## [EXERCISE AIM]
Please return every line in the entries below with the word "bytes" in it.

## [Saved data entries]
== Segment start ==
//! Translation of logical key actions into the bytes sent to the remote
use serde::{Deserialize, Serialize};
use std::borrow::Cow;
use std::fmt;
use std::str::FromStr;

const ESC: char = '\x1b';

/// Shifted symbols of the number row and punctuation on a US layout
const SHIFT_MAP: &[(char, char)] = &[
    ('1', '!'), ('2', '@'), ('3', '#'), ('4', '$'), ('5', '%'),
    ('6', '^'), ('7', '&'), ('8', '*'), ('9', '('), ('0', ')'),
    ('-', '_'), ('=', '+'), ('[', '{'), (']', '}'), ('\\', '|'),
    (';', ':'), ('\'', '"'), (',', '<'), ('.', '>'), ('/', '?'),
];

/// Modifier state attached to a single key action
#[derive(Debug, Clone, Copy, PartialEq, Eq, Default, Serialize, Deserialize)]
pub struct Modifiers {
    pub shift: bool,
    pub ctrl: bool,
    pub alt: bool,
}

impl Modifiers {
    pub const NONE: Modifiers = Modifiers { shift: false, ctrl: false, alt: false };

    pub fn is_empty(&self) -> bool {
        !(self.shift || self.ctrl || self.alt)
    }

    pub fn union(self, other: Modifiers) -> Modifiers {
        Modifiers {
            shift: self.shift || other.shift,
            ctrl: self.ctrl || other.ctrl,
            alt: self.alt || other.alt,
        }
    }
}

#[derive(Debug, Clone, Copy, PartialEq, Eq)]
pub enum KeyKind {
    /// A printable character (or short string) as labelled on the key
    Char,
    /// A named key such as `ArrowUp` or `F5`
    Special,
    /// A character combined with Control
    Control,
}

/// A logical keystroke from the on-screen keyboard
#[derive(Debug, Clone, PartialEq, Eq)]
pub struct KeyAction {
    pub kind: KeyKind,
    pub value: String,
    pub modifiers: Modifiers,
}

impl KeyAction {
    pub fn char(value: impl Into<String>) -> Self {
        Self::new(KeyKind::Char, value)
    }

    pub fn special(name: impl Into<String>) -> Self {
        Self::new(KeyKind::Special, name)
    }

    pub fn control(value: impl Into<String>) -> Self {
        Self::new(KeyKind::Control, value)
    }

    pub fn with_modifiers(mut self, modifiers: Modifiers) -> Self {
        self.modifiers = modifiers;
        self
    }

    fn new(kind: KeyKind, value: impl Into<String>) -> Self {
        Self {
            kind,
            value: value.into(),
            modifiers: Modifiers::NONE,
        }
    }
}

/// The exact string sent outbound for one key action
#[derive(Debug, Clone, PartialEq, Eq)]
pub struct WirePayload(String);

impl WirePayload {
    pub fn as_str(&self) -> &str {
        &self.0
    }

    pub fn into_string(self) -> String {
        self.0
    }

    /// Printable form with control bytes shown as `\xNN`
    pub fn escaped(&self) -> String {
        let mut out = String::with_capacity(self.0.len() * 2);
        for c in self.0.chars() {
            if c.is_control() {
                out.push_str(&format!("\\x{:02x}", c as u32));
            } else {
                out.push(c);
            }
        }
        out
    }
}

impl fmt::Display for WirePayload {
    fn fmt(&self, f: &mut fmt::Formatter<'_>) -> fmt::Result {
        f.write_str(&self.0)
    }
}

impl From<WirePayload> for String {
    fn from(payload: WirePayload) -> Self {
        payload.0
    }
}

/// Keys with a fixed escape sequence
#[derive(Debug, Clone, Copy, PartialEq, Eq)]
pub enum NamedKey {
    Escape,
    Tab,
    Enter,
    Backspace,
    Insert,
    Delete,
    Home,
    End,
    PageUp,
    PageDown,
    ArrowUp,
    ArrowDown,
    ArrowLeft,
    ArrowRight,
    F(u8),
}

impl NamedKey {
    pub fn sequence(&self) -> Option<&'static str> {
        let seq = match self {
            NamedKey::Escape => "\x1b",
            NamedKey::Tab => "\t",
            NamedKey::Enter => "\r",
            NamedKey::Backspace => "\x7f",
            NamedKey::Insert => "\x1b[2~",
            NamedKey::Delete => "\x1b[3~",
            NamedKey::Home => "\x1b[H",
            NamedKey::End => "\x1b[F",
            NamedKey::PageUp => "\x1b[5~",
            NamedKey::PageDown => "\x1b[6~",
            NamedKey::ArrowUp => "\x1b[A",
            NamedKey::ArrowDown => "\x1b[B",
            NamedKey::ArrowRight => "\x1b[C",
            NamedKey::ArrowLeft => "\x1b[D",
            NamedKey::F(1) => "\x1bOP",
            NamedKey::F(2) => "\x1bOQ",
            NamedKey::F(3) => "\x1bOR",
            NamedKey::F(4) => "\x1bOS",
            NamedKey::F(5) => "\x1b[15~",
            NamedKey::F(6) => "\x1b[17~",
            NamedKey::F(7) => "\x1b[18~",
            NamedKey::F(8) => "\x1b[19~",
            NamedKey::F(9) => "\x1b[20~",
            NamedKey::F(10) => "\x1b[21~",
            NamedKey::F(11) => "\x1b[23~",
            NamedKey::F(12) => "\x1b[24~",
            NamedKey::F(_) => return None,
        };
        Some(seq)
    }
}

impl FromStr for NamedKey {
    type Err = ();

    fn from_str(s: &str) -> Result<Self, Self::Err> {
        let key = match s {
            "Escape" | "Esc" => NamedKey::Escape,
            "Tab" => NamedKey::Tab,
            "Enter" | "Return" => NamedKey::Enter,
            "Backspace" => NamedKey::Backspace,
            "Insert" | "Ins" => NamedKey::Insert,
            "Delete" | "Del" => NamedKey::Delete,
            "Home" => NamedKey::Home,
            "End" => NamedKey::End,
            "PageUp" | "PgUp" => NamedKey::PageUp,
            "PageDown" | "PgDn" => NamedKey::PageDown,
            "ArrowUp" | "Up" => NamedKey::ArrowUp,
            "ArrowDown" | "Down" => NamedKey::ArrowDown,
            "ArrowLeft" | "Left" => NamedKey::ArrowLeft,
            "ArrowRight" | "Right" => NamedKey::ArrowRight,
            other => {
                let n: u8 = other.strip_prefix('F').and_then(|n| n.parse().ok()).ok_or(())?;
                if !(1..=12).contains(&n) {
                    return Err(());
                }
                NamedKey::F(n)
            }
        };
        Ok(key)
    }
}

/// Map a key action to its wire payload.
///
/// Total over its input: anything without a known mapping is sent as its
/// literal value. Modifier one-shot behaviour is the caller's concern, see
/// [`crate::ModifierLatch`].
pub fn translate(action: &KeyAction) -> WirePayload {
    let modifiers = action.modifiers;
    let payload = match action.kind {
        KeyKind::Special => match action.value.parse::<NamedKey>().ok().and_then(|k| k.sequence()) {
            Some(seq) => seq.to_string(),
            None => action.value.clone(),
        },
        KeyKind::Char => {
            let shifted = if modifiers.shift {
                shift_symbol(&action.value)
            } else {
                Cow::Borrowed(action.value.as_str())
            };
            let base = if modifiers.ctrl {
                control_code(&shifted)
            } else {
                shifted.into_owned()
            };
            alt_prefix(base, modifiers.alt)
        }
        KeyKind::Control => alt_prefix(control_code(&action.value), modifiers.alt),
    };
    WirePayload(payload)
}

/// `uppercase(c) - 0x40` for characters in `@..=_`, literal otherwise
fn control_code(value: &str) -> String {
    let mut chars = value.chars();
    if let (Some(c), None) = (chars.next(), chars.next()) {
        let upper = c.to_ascii_uppercase();
        if ('@'..='_').contains(&upper) {
            return char::from(upper as u8 - 0x40).to_string();
        }
    }
    value.to_string()
}

fn shift_symbol(value: &str) -> Cow<'_, str> {
    let mut chars = value.chars();
    let c = match (chars.next(), chars.next()) {
        (Some(c), None) => c,
        _ => return Cow::Borrowed(value),
    };
    if c.is_ascii_lowercase() {
        return Cow::Owned(c.to_ascii_uppercase().to_string());
    }
    match SHIFT_MAP.iter().find(|(plain, _)| *plain == c) {
        Some((_, shifted)) => Cow::Owned(shifted.to_string()),
        None => Cow::Borrowed(value),
    }
}

fn alt_prefix(payload: String, alt: bool) -> String {
    if alt {
        let mut prefixed = String::with_capacity(payload.len() + 1);
        prefixed.push(ESC);
        prefixed.push_str(&payload);
        prefixed
    } else {
        payload
    }
}

#[cfg(test)]
mod tests {
    use super::*;
    use proptest::prelude::*;

    fn ctrl() -> Modifiers {
        Modifiers { ctrl: true, ..Modifiers::NONE }
    }

    fn alt() -> Modifiers {
        Modifiers { alt: true, ..Modifiers::NONE }
    }

    fn shift() -> Modifiers {
        Modifiers { shift: true, ..Modifiers::NONE }
    }

    #[test]
    fn test_named_keys() {
        let cases = [
            ("ArrowUp", "\x1b[A"),
            ("ArrowDown", "\x1b[B"),
            ("ArrowRight", "\x1b[C"),
            ("ArrowLeft", "\x1b[D"),
            ("Tab", "\t"),
            ("Enter", "\r"),
            ("Escape", "\x1b"),
            ("Backspace", "\x7f"),
            ("Home", "\x1b[H"),
            ("End", "\x1b[F"),
            ("PageUp", "\x1b[5~"),
            ("PageDown", "\x1b[6~"),
            ("Delete", "\x1b[3~"),
            ("F1", "\x1bOP"),
            ("F12", "\x1b[24~"),
        ];
        for (name, expected) in cases {
            assert_eq!(translate(&KeyAction::special(name)).as_str(), expected, "key {}", name);
        }
    }

    #[test]
    fn test_unknown_special_passes_through() {
        assert_eq!(translate(&KeyAction::special("F13")).as_str(), "F13");
        assert_eq!(translate(&KeyAction::special("Hyper")).as_str(), "Hyper");
    }

    #[test]
    fn test_control_codes() {
        assert_eq!(translate(&KeyAction::control("C")).as_str(), "\x03");
        assert_eq!(translate(&KeyAction::control("d")).as_str(), "\x04");
        assert_eq!(translate(&KeyAction::control("[")).as_str(), "\x1b");
        assert_eq!(translate(&KeyAction::char("l").with_modifiers(ctrl())).as_str(), "\x0c");
    }

    #[test]
    fn test_unrecognized_control_degrades_to_literal() {
        assert_eq!(translate(&KeyAction::control("1")).as_str(), "1");
        assert_eq!(translate(&KeyAction::control("ض")).as_str(), "ض");
        assert_eq!(translate(&KeyAction::control("ab")).as_str(), "ab");
    }

    #[test]
    fn test_shift_map() {
        assert_eq!(translate(&KeyAction::char("1").with_modifiers(shift())).as_str(), "!");
        assert_eq!(translate(&KeyAction::char("/").with_modifiers(shift())).as_str(), "?");
        assert_eq!(translate(&KeyAction::char("q").with_modifiers(shift())).as_str(), "Q");
        // outside the letter and number-row sets shift does nothing
        assert_eq!(translate(&KeyAction::char("ث").with_modifiers(shift())).as_str(), "ث");
        assert_eq!(translate(&KeyAction::special("Tab").with_modifiers(shift())).as_str(), "\t");
    }

    #[test]
    fn test_combined_modifiers() {
        let ctrl_alt = ctrl().union(alt());
        assert_eq!(translate(&KeyAction::char("c").with_modifiers(ctrl_alt)).as_str(), "\x1b\x03");
        assert_eq!(translate(&KeyAction::control("x").with_modifiers(alt())).as_str(), "\x1b\x18");
    }

    #[test]
    fn test_escaped() {
        let payload = translate(&KeyAction::special("ArrowUp"));
        assert_eq!(payload.escaped(), "\\x1b[A");
        assert_eq!(translate(&KeyAction::special("Backspace")).escaped(), "\\x7f");
    }

    proptest! {
        #[test]
        fn prop_printable_without_modifiers_is_unchanged(c in any::<char>().prop_filter("printable", |c| !c.is_control())) {
            let value = c.to_string();
            prop_assert_eq!(translate(&KeyAction::char(value.clone())).into_string(), value);
        }

        #[test]
        fn prop_ctrl_letter_is_control_code(c in proptest::char::range('a', 'z'), upper in any::<bool>()) {
            let letter = if upper { c.to_ascii_uppercase() } else { c };
            let expected = char::from(c.to_ascii_uppercase() as u8 - 0x40).to_string();
            prop_assert_eq!(translate(&KeyAction::char(letter.to_string()).with_modifiers(ctrl())).into_string(), expected.clone());
            prop_assert_eq!(translate(&KeyAction::control(letter.to_string())).into_string(), expected);
        }

        #[test]
        fn prop_alt_prefixes_escape(c in any::<char>()) {
            let value = c.to_string();
            let expected = format!("\x1b{}", value);
            prop_assert_eq!(translate(&KeyAction::char(value).with_modifiers(alt())).into_string(), expected);
        }
    }
}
== Segment end ==
## [WRITTEN ANSWER]
//! Translation of logical key actions into the bytes sent to the remote
    /// Printable form with control bytes shown as `\xNN`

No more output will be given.